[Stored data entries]
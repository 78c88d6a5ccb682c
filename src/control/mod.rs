//! Control plane facade: intent in, per-command results out.

use std::collections::BTreeSet;
use std::path::Path;
use std::sync::Arc;

use anyhow::Context;

use crate::error::{CoreError, CoreResult};
use crate::instances::InstanceRegistry;
use crate::mappers::MapperRegistry;
use crate::models::{
    ApplyResult, CommandModel, Endpoint, FeatureArea, Instance, RegisterInstanceRequest,
};
use crate::session::{ApplyOptions, SessionManager};
use crate::ws::Hub;

/// ControlPlane composes the mapper registry, instance registry and
/// session manager
pub struct ControlPlane {
    mappers: Arc<MapperRegistry>,
    instances: Arc<InstanceRegistry>,
    sessions: Arc<SessionManager>,
    ws_hub: Option<Arc<Hub>>,
}

impl ControlPlane {
    pub fn new(
        mappers: Arc<MapperRegistry>,
        instances: Arc<InstanceRegistry>,
        sessions: Arc<SessionManager>,
        ws_hub: Option<Arc<Hub>>,
    ) -> Arc<Self> {
        Arc::new(Self {
            mappers,
            instances,
            sessions,
            ws_hub,
        })
    }

    pub fn instances(&self) -> &InstanceRegistry {
        &self.instances
    }

    pub fn sessions(&self) -> &Arc<SessionManager> {
        &self.sessions
    }

    /// Resolve and render an intent for the instance's current version.
    /// No device I/O.
    pub fn preview_intent(
        &self,
        instance_id: &str,
        area: FeatureArea,
        model: &CommandModel,
    ) -> CoreResult<Vec<String>> {
        let instance = self.instances.get(instance_id)?;
        self.mappers.render(area, &instance.version, model)
    }

    /// Render an intent and apply it as one transaction.
    ///
    /// Resolution and validation failures return `Err` before any
    /// transport call; device-side outcomes come back per command.
    pub async fn apply_intent(
        &self,
        instance_id: &str,
        area: FeatureArea,
        model: &CommandModel,
        options: ApplyOptions,
    ) -> CoreResult<Vec<ApplyResult>> {
        let commands = self.preview_intent(instance_id, area, model)?;
        let operation = model.operation();
        tracing::info!(
            "Applying {} {} to {} ({} commands)",
            area,
            operation,
            instance_id,
            commands.len()
        );

        let results = self.sessions.apply(instance_id, commands, options).await?;

        let applied = results.iter().filter(|r| r.is_applied()).count();
        if applied == results.len() {
            tracing::info!("{} {} applied on {}", area, operation, instance_id);
        } else {
            tracing::warn!(
                "{} {} on {}: {} of {} commands applied",
                area,
                operation,
                instance_id,
                applied,
                results.len()
            );
        }
        if let Some(hub) = &self.ws_hub {
            hub.broadcast_intent_outcome(instance_id, area, operation, &results)
                .await;
        }
        Ok(results)
    }

    pub fn list_supported_versions(&self, area: FeatureArea) -> CoreResult<BTreeSet<String>> {
        self.mappers.supported_versions(area)
    }

    pub fn feature_areas(&self) -> Vec<FeatureArea> {
        self.mappers.feature_areas()
    }

    pub async fn register_instance(
        &self,
        instance_id: &str,
        endpoint: Endpoint,
        version: &str,
    ) -> CoreResult<Instance> {
        let instance = self.instances.register(instance_id, endpoint, version)?;
        if let Some(hub) = &self.ws_hub {
            hub.broadcast_instance_registered(&instance).await;
        }
        Ok(instance)
    }

    /// Close any live session, then forget the instance
    pub async fn deregister_instance(&self, instance_id: &str) -> CoreResult<()> {
        if !self.instances.contains(instance_id) {
            return Err(CoreError::UnknownInstance(instance_id.to_string()));
        }
        self.sessions.retire(instance_id).await?;
        if let Some(hub) = &self.ws_hub {
            hub.broadcast_instance_removed(instance_id).await;
        }
        Ok(())
    }

    /// Register instances listed in a JSON seed file.
    /// Instances already registered are skipped with a warning.
    pub async fn load_seed(&self, path: &Path, default_port: u16) -> anyhow::Result<usize> {
        let data = tokio::fs::read_to_string(path)
            .await
            .with_context(|| format!("reading instance seed {}", path.display()))?;
        let requests: Vec<RegisterInstanceRequest> = serde_json::from_str(&data)
            .with_context(|| format!("parsing instance seed {}", path.display()))?;

        let mut loaded = 0;
        for req in requests {
            match self
                .register_instance(&req.id, req.endpoint(default_port), &req.version)
                .await
            {
                Ok(_) => loaded += 1,
                Err(CoreError::DuplicateInstance(id)) => {
                    tracing::warn!("Seed instance {} already registered, skipping", id)
                }
                Err(e) => return Err(e).context(format!("registering seed instance {}", req.id)),
            }
        }
        tracing::info!("Loaded {} instances from {}", loaded, path.display());
        Ok(loaded)
    }
}
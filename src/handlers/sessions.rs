use axum::{
    extract::{Path, State},
    http::StatusCode,
    Json,
};
use std::sync::Arc;

use crate::session::SessionInfo;
use crate::AppState;

use super::ApiError;

/// Open (or reuse) the instance's session
pub async fn open_session(
    State(state): State<Arc<AppState>>,
    Path(id): Path<String>,
) -> Result<Json<SessionInfo>, ApiError> {
    let info = state.control.sessions().open(&id).await?;
    Ok(Json(info))
}

/// Current session state
pub async fn get_session(
    State(state): State<Arc<AppState>>,
    Path(id): Path<String>,
) -> Result<Json<SessionInfo>, ApiError> {
    let info = state.control.sessions().info(&id)?;
    Ok(Json(info))
}

/// Close the session, preempting any apply in flight
pub async fn close_session(
    State(state): State<Arc<AppState>>,
    Path(id): Path<String>,
) -> Result<StatusCode, ApiError> {
    state.control.sessions().close(&id).await?;
    Ok(StatusCode::NO_CONTENT)
}
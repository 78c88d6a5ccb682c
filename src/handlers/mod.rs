pub mod instances;
pub mod intents;
pub mod sessions;
pub mod versions;

use axum::{
    http::StatusCode,
    response::{IntoResponse, Response},
    Json,
};
use serde::Serialize;

use crate::error::CoreError;

/// Error response body: {"error": "message"}
#[derive(Serialize)]
pub struct ErrorResponse {
    pub error: String,
}

impl ErrorResponse {
    pub fn new(error: impl Into<String>) -> Self {
        Self {
            error: error.into(),
        }
    }
}

/// API error type
#[derive(Debug)]
pub struct ApiError {
    status: StatusCode,
    message: String,
}

impl ApiError {
    pub fn bad_request(msg: impl Into<String>) -> Self {
        Self {
            status: StatusCode::BAD_REQUEST,
            message: msg.into(),
        }
    }

    pub fn internal(msg: impl Into<String>) -> Self {
        Self {
            status: StatusCode::INTERNAL_SERVER_ERROR,
            message: msg.into(),
        }
    }

    pub fn status(&self) -> StatusCode {
        self.status
    }
}

impl IntoResponse for ApiError {
    fn into_response(self) -> Response {
        (self.status, Json(ErrorResponse::new(self.message))).into_response()
    }
}

impl From<CoreError> for ApiError {
    fn from(err: CoreError) -> Self {
        let status = match &err {
            CoreError::UnknownInstance(_) => StatusCode::NOT_FOUND,
            CoreError::DuplicateInstance(_) | CoreError::Busy(_) => StatusCode::CONFLICT,
            CoreError::UnsupportedFeatureArea(_)
            | CoreError::UnsupportedVersion { .. }
            | CoreError::InvalidIntent(_) => StatusCode::UNPROCESSABLE_ENTITY,
            CoreError::ConnectionError { .. } => StatusCode::BAD_GATEWAY,
            CoreError::TransportTimeout { .. } => StatusCode::GATEWAY_TIMEOUT,
            CoreError::CommandRejected { .. } | CoreError::SessionClosed(_) => {
                StatusCode::INTERNAL_SERVER_ERROR
            }
        };
        if status.is_server_error() {
            tracing::warn!("Request failed: {}", err);
        }
        Self {
            status,
            message: err.to_string(),
        }
    }
}

/// Response helper: return 201 Created with JSON body
pub fn created<T: Serialize>(item: T) -> (StatusCode, Json<T>) {
    (StatusCode::CREATED, Json(item))
}

/// Healthcheck endpoint: returns 200 OK with status
pub async fn healthcheck() -> Json<serde_json::Value> {
    Json(serde_json::json!({
        "status": "ok",
        "service": "vyos-forge",
        "timestamp": chrono::Utc::now().to_rfc3339(),
    }))
}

WHAT TO WORK ON:
From the line that has "apply in flight" through the line that has "fn from(err: CoreError)", copy every line exactly as it appears above, and leave out all others.

REPLY:
/// Close the session, preempting any apply in flight
pub async fn close_session(
    State(state): State<Arc<AppState>>,
    Path(id): Path<String>,
) -> Result<StatusCode, ApiError> {
    state.control.sessions().close(&id).await?;
    Ok(StatusCode::NO_CONTENT)
}
repository 78c88d6a5ccb682c
filename src/handlers/mod.rs
pub mod instances;
pub mod intents;
pub mod sessions;
pub mod versions;

use axum::{
    http::StatusCode,
    response::{IntoResponse, Response},
    Json,
};
use serde::Serialize;

use crate::error::CoreError;

/// Error response body: {"error": "message"}
#[derive(Serialize)]
pub struct ErrorResponse {
    pub error: String,
}

impl ErrorResponse {
    pub fn new(error: impl Into<String>) -> Self {
        Self {
            error: error.into(),
        }
    }
}

/// API error type
#[derive(Debug)]
pub struct ApiError {
    status: StatusCode,
    message: String,
}

impl ApiError {
    pub fn bad_request(msg: impl Into<String>) -> Self {
        Self {
            status: StatusCode::BAD_REQUEST,
            message: msg.into(),
        }
    }

    pub fn internal(msg: impl Into<String>) -> Self {
        Self {
            status: StatusCode::INTERNAL_SERVER_ERROR,
            message: msg.into(),
        }
    }

    pub fn status(&self) -> StatusCode {
        self.status
    }
}

impl IntoResponse for ApiError {
    fn into_response(self) -> Response {
        (self.status, Json(ErrorResponse::new(self.message))).into_response()
    }
}

impl From<CoreError> for ApiError {
    fn from(err: CoreError) -> Self {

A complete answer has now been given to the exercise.